Moreover, the bill’s blanket rule doesn’t reflect how parents and platforms already work to manage children’s experiences online. Most app stores already offer parental controls and notification tools, allowing families to set their own guardrails — and about half of parents already use those tools. HB 226 ignores that reality and instead creates unnecessary friction for apps that are already designed with children’s safety in mind.
In addition, by forcing app stores to verify parental relationships, the bill introduces obligations that app stores and developers cannot reliably fulfill with existing technology. Most minors don’t have government-issued IDs, and there’s no reliable online method for confirming whether a consent-giver is actually a parent or guardian. Unreliable age verification presents legal and logistical challenges that developers — especially those with small teams and budgets — will struggle to navigate.

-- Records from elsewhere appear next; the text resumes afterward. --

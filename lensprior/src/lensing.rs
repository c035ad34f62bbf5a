//! Lensing geometry needed while sampling: Einstein radii and caustics.
//!
//! The full lens-equation machinery belongs to the renderer. The prior only
//! needs two things from it: the closed-form Einstein radius of a singular
//! isothermal sphere, and the rough extent of the source-plane caustics of a
//! sampled lens so sources can be placed where they will be multiply imaged.
//! The latter sits behind [`CausticSolver`] so a full ray-tracing backend can
//! be plugged in; [`IsothermalCaustics`] is the built-in backend.

use std::f64::consts::{PI, TAU};

use crate::cosmology::{Cosmology, ARCSEC_PER_RADIAN, SPEED_OF_LIGHT_KM_S};
use crate::ellipticity::ellipticity2phi_q;
use crate::error::{PriorError, Result};
use crate::sample::{Params, Profile};

/// Einstein radius of a singular isothermal sphere, in arcsec
///
/// θ_E = 4π (σ/c)² D_ls / D_s with angular diameter distances.
///
/// # Arguments
/// * `cosmo` - Background cosmology
/// * `vel_disp` - Isotropic velocity dispersion in km/s
/// * `z_lens` - Lens redshift
/// * `z_src` - Source redshift, at least `z_lens`
pub fn einstein_radius_sis(cosmo: &Cosmology, vel_disp: f64, z_lens: f64, z_src: f64) -> Result<f64> {
    let d_ls = cosmo.angular_diameter_distance_z1z2(z_lens, z_src)?;
    let d_s = cosmo.angular_diameter_distance(z_src)?;
    let theta_rad = 4.0 * PI * (vel_disp / SPEED_OF_LIGHT_KM_S).powi(2) * d_ls / d_s;
    Ok(theta_rad * ARCSEC_PER_RADIAN)
}

/// Source-plane caustics of a lens mass model
pub trait CausticSolver: Send + Sync {
    /// Points along the caustics of `lens_mass`, in arcsec
    ///
    /// # Arguments
    /// * `profile` - Mass profile of the lens
    /// * `lens_mass` - Realised lens mass parameters, with ellipticity as
    ///   either `(e1, e2)` or `(q, phi)`
    fn caustic_points(&self, profile: Profile, lens_mass: &Params) -> Result<Vec<(f64, f64)>>;
}

/// Axis-aligned bounding box of a set of caustic points
#[derive(Debug, Clone, Copy, PartialEq)]
pub struct CausticBox {
    pub x_min: f64,
    pub x_max: f64,
    pub y_min: f64,
    pub y_max: f64,
}

impl CausticBox {
    /// Bounding box of `points`, or `None` when there are none
    pub fn from_points(points: &[(f64, f64)]) -> Option<Self> {
        let (&(x0, y0), rest) = points.split_first()?;
        let mut bbox = Self {
            x_min: x0,
            x_max: x0,
            y_min: y0,
            y_max: y0,
        };
        for &(x, y) in rest {
            bbox.x_min = bbox.x_min.min(x);
            bbox.x_max = bbox.x_max.max(x);
            bbox.y_min = bbox.y_min.min(y);
            bbox.y_max = bbox.y_max.max(y);
        }
        Some(bbox)
    }

    /// Whether `(x, y)` lies in the box grown by `margin` on every side
    pub fn contains(&self, x: f64, y: f64, margin: f64) -> bool {
        self.x_min - margin <= x
            && x <= self.x_max + margin
            && self.y_min - margin <= y
            && y <= self.y_max + margin
    }
}

/// Axis ratios closer to 1 than this use the spherical deflection
const ROUND_TOLERANCE: f64 = 1e-6;

/// Caustics of isothermal lenses in closed form.
///
/// `SIE` and `SPEMD` lenses are treated as isothermal ellipsoids (the SPEMD
/// slope is ignored), `SIS` as round. The tangential critical curve of an
/// isothermal ellipsoid is an ellipse; sampling it and ray-shooting every
/// point through the lens equation traces the tangential caustic.
#[derive(Debug, Clone, Copy, PartialEq)]
pub struct IsothermalCaustics {
    /// Points sampled along the critical curve
    pub n_points: usize,
}

impl Default for IsothermalCaustics {
    fn default() -> Self {
        Self { n_points: 256 }
    }
}

/// Lens mass geometry read from realised parameters
struct IsothermalLens {
    theta_e: f64,
    q: f64,
    phi: f64,
    center_x: f64,
    center_y: f64,
}

impl IsothermalLens {
    fn from_params(profile: Profile, params: &Params) -> Result<Self> {
        let get = |name: &str| {
            params.get(name).copied().ok_or_else(|| {
                PriorError::config(format!("lens_mass is missing '{name}' for caustics"))
            })
        };
        let theta_e = get("theta_E")?;
        if !(theta_e > 0.0) {
            return Err(PriorError::config(format!(
                "caustics need a positive theta_E, got {theta_e}"
            )));
        }

        let (phi, q) = match profile {
            Profile::Sis => (0.0, 1.0),
            _ => match (params.get("e1"), params.get("e2"), params.get("q"), params.get("phi")) {
                (Some(&e1), Some(&e2), _, _) => ellipticity2phi_q(e1, e2),
                (_, _, Some(&q), Some(&phi)) => (phi, q),
                _ => (0.0, 1.0),
            },
        };
        if !(q > 0.0 && q <= 1.0) {
            return Err(PriorError::config(format!(
                "lens axis ratio must lie in (0, 1], got {q}"
            )));
        }

        Ok(Self {
            theta_e,
            q,
            phi,
            center_x: params.get("center_x").copied().unwrap_or(0.0),
            center_y: params.get("center_y").copied().unwrap_or(0.0),
        })
    }

    /// Deflection at `(x, y)` in the principal frame, major axis along x
    fn deflection(&self, b: f64, x: f64, y: f64) -> (f64, f64) {
        let e = (1.0 - self.q * self.q).sqrt();
        if e < ROUND_TOLERANCE {
            let r = x.hypot(y);
            return (b * x / r, b * y / r);
        }
        let omega = (self.q * self.q * x * x + y * y).sqrt();
        let amp = b * self.q / e;
        (amp * (e * x / omega).atan(), amp * (e * y / omega).atanh())
    }

    fn to_sky(&self, x: f64, y: f64) -> (f64, f64) {
        let (sin, cos) = self.phi.sin_cos();
        (
            self.center_x + x * cos - y * sin,
            self.center_y + x * sin + y * cos,
        )
    }
}

impl CausticSolver for IsothermalCaustics {
    fn caustic_points(&self, profile: Profile, lens_mass: &Params) -> Result<Vec<(f64, f64)>> {
        if !profile.is_mass() {
            return Err(PriorError::UnsupportedProfile(format!(
                "no caustics for lens mass profile {profile}"
            )));
        }
        let lens = IsothermalLens::from_params(profile, lens_mass)?;
        // Critical curve q²x² + y² = (bq)², an ellipse with semi-axes b and bq
        let b = lens.theta_e / lens.q.sqrt();
        let n = self.n_points.max(4);

        Ok((0..n)
            .map(|i| {
                let t = TAU * i as f64 / n as f64;
                let (x, y) = (b * t.cos(), b * lens.q * t.sin());
                let (ax, ay) = lens.deflection(b, x, y);
                lens.to_sky(x - ax, y - ay)
            })
            .collect())
    }
}

#[cfg(test)]
mod tests {
    use super::*;
    use approx::assert_relative_eq;

    fn params(pairs: &[(&str, f64)]) -> Params {
        pairs.iter().map(|(k, v)| (k.to_string(), *v)).collect()
    }

    #[test]
    fn test_einstein_radius_sis() {
        let cosmo = Cosmology::flat(70.0, 0.3).unwrap();
        let theta_e = einstein_radius_sis(&cosmo, 250.0, 0.5, 2.0).unwrap();
        assert_relative_eq!(theta_e, 1.14529, max_relative = 1e-4);
        // θ_E scales with σ²
        let doubled = einstein_radius_sis(&cosmo, 500.0, 0.5, 2.0).unwrap();
        assert_relative_eq!(doubled, 4.0 * theta_e, max_relative = 1e-12);
        assert!(einstein_radius_sis(&cosmo, 250.0, 2.0, 0.5).is_err());
    }

    #[test]
    fn test_round_lens_caustic_collapses_to_center() {
        let lens = params(&[("theta_E", 1.2), ("center_x", 0.3), ("center_y", -0.1)]);
        let points = IsothermalCaustics::default()
            .caustic_points(Profile::Sis, &lens)
            .unwrap();
        let bbox = CausticBox::from_points(&points).unwrap();
        assert_relative_eq!(bbox.x_min, 0.3, epsilon = 1e-9);
        assert_relative_eq!(bbox.x_max, 0.3, epsilon = 1e-9);
        assert_relative_eq!(bbox.y_min, -0.1, epsilon = 1e-9);
        assert!(bbox.contains(0.3, -0.1, 0.0));
        assert!(!bbox.contains(0.5, -0.1, 0.08));
        assert!(bbox.contains(0.35, -0.1, 0.08));
    }

    #[test]
    fn test_elliptical_caustic_extent() {
        let (e1, e2) = crate::ellipticity::phi_q2_ellipticity(0.0, 0.6);
        let lens = params(&[("theta_E", 1.0), ("e1", e1), ("e2", e2)]);
        let points = IsothermalCaustics::default()
            .caustic_points(Profile::Sie, &lens)
            .unwrap();
        let bbox = CausticBox::from_points(&points).unwrap();
        // The tangential caustic is a diamond inside the Einstein ring
        assert!(bbox.x_max > 0.01 && bbox.y_max > 0.01);
        assert!(bbox.x_max < 1.0 && bbox.y_max < 1.0);
        assert_relative_eq!(bbox.x_min, -bbox.x_max, epsilon = 1e-9);
        assert_relative_eq!(bbox.y_min, -bbox.y_max, epsilon = 1e-9);
    }

    #[test]
    fn test_rotation_swaps_extent() {
        let solver = IsothermalCaustics::default();
        let aligned = params(&[("theta_E", 1.0), ("q", 0.5), ("phi", 0.0)]);
        let rotated = params(&[("theta_E", 1.0), ("q", 0.5), ("phi", PI / 2.0)]);
        let a = CausticBox::from_points(&solver.caustic_points(Profile::Spemd, &aligned).unwrap()).unwrap();
        let r = CausticBox::from_points(&solver.caustic_points(Profile::Spemd, &rotated).unwrap()).unwrap();
        assert_relative_eq!(a.x_max, r.y_max, epsilon = 1e-9);
        assert_relative_eq!(a.y_max, r.x_max, epsilon = 1e-9);
    }

    #[test]
    fn test_unsupported_and_invalid_lenses() {
        let solver = IsothermalCaustics::default();
        let lens = params(&[("theta_E", 1.0)]);
        assert!(matches!(
            solver.caustic_points(Profile::SersicEllipse, &lens),
            Err(PriorError::UnsupportedProfile(_))
        ));
        assert!(solver.caustic_points(Profile::Sie, &params(&[])).is_err());
        assert!(solver
            .caustic_points(Profile::Sie, &params(&[("theta_E", 1.0), ("q", 1.5), ("phi", 0.0)]))
            .is_err());
        assert!(CausticBox::from_points(&[]).is_none());
    }
}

Worse, under HB 226, developers will be forced to receive and handle sensitive age-related data, even if they don’t need or want it. Take Moving Organizer Pro, an Ohio-based app that helps users stay organized: they have no reason to collect users ages. But under HB 226, developers who create even the most benign, non-controversial apps will receive age signals from app stores. They’ll also be responsible for processing, storing, and securing that data in compliance with federal children’s privacy laws like COPPA. For small developers, those unnecessary data obligations could mean tens or even hundreds of thousands of dollars in compliance costs that they’ll struggle to afford.
But here’s the real kicker: HB 226’s rules only apply to apps downloaded through app stores, not those that come pre-installed on devices, are downloaded directly from a website, or any apps outside of the mobile ecosystem, (i.e. desktop apps, console apps, VR, etc.). That means large companies and apps — like social media apps that many parents don’t want their kids to use — can simply pay manufacturers to preinstall their apps, or offer them through direct downloads to bypass the bill’s requirements entirely.
That massive loophole badly skews the playing field. The bill’s structure means it punishes developers who follow standard app store channels — often the only path available to smaller teams — but offers the big guys an easy way out.
The Developers Alliance supports smart, balanced policies that protect children online, but HB 226 misses the mark. The bill would impose heavy burdens on small developers building safe, age-appropriate tools, while letting higher-risk apps off the hook. Ohio families deserve better.